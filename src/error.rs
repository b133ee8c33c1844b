//! Error types for clipcue.

use thiserror::Error;

#[derive(Error, Debug)]
pub enum ClipcueError {
    // Configuration errors
    #[error("Configuration file not found at {path}")]
    ConfigFileNotFound { path: String },

    #[error("Invalid configuration value for {key}: {message}")]
    ConfigInvalidValue { key: String, message: String },

    #[error("Configuration error: {0}")]
    Config(#[from] toml::de::Error),

    // Audio errors
    #[error("Audio error: {message}")]
    Audio { message: String },

    // Reconciliation errors
    #[error("Stretch factor {factor:.3} is outside the reconcilable range")]
    DurationUnreconcilable { factor: f64 },

    // Silence analysis
    #[error("No silence detected in the analyzed track")]
    SilenceDetectionInconclusive,

    // Timing map invariant violations (a defect, never silently patched)
    #[error("Invalid timing map: {detail}")]
    InvalidTimingMap { detail: String },

    // External collaborators
    #[error("Speech synthesis failed: {message}")]
    SynthesisFailure { message: String },

    #[error("Media toolkit {operation} failed: {message}")]
    Toolkit { operation: String, message: String },

    // Idea manifest errors
    #[error("Invalid clip idea at index {index}: {message}")]
    InvalidIdea { index: usize, message: String },

    // Batch-level errors
    #[error("All {attempted} clip idea(s) failed; nothing to assemble")]
    BatchFailed { attempted: usize },

    #[error("Cancelled before completion")]
    Cancelled,

    // General I/O errors
    #[error("I/O error: {0}")]
    Io(#[from] std::io::Error),

    // Generic error for cases not covered above
    #[error("{0}")]
    Other(String),
}

impl ClipcueError {
    /// True for failures of external collaborators, which the pipeline
    /// retries with backoff before giving up on the idea.
    pub fn is_retryable(&self) -> bool {
        matches!(
            self,
            ClipcueError::SynthesisFailure { .. } | ClipcueError::Toolkit { .. }
        )
    }
}

// Type alias for convenience
pub type Result<T> = std::result::Result<T, ClipcueError>;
**********
● **Assignment**:
Show every line from the entries that includes the word "path".

● **Written reply**:
    #[error("Configuration file not found at {path}")]
    ConfigFileNotFound { path: String },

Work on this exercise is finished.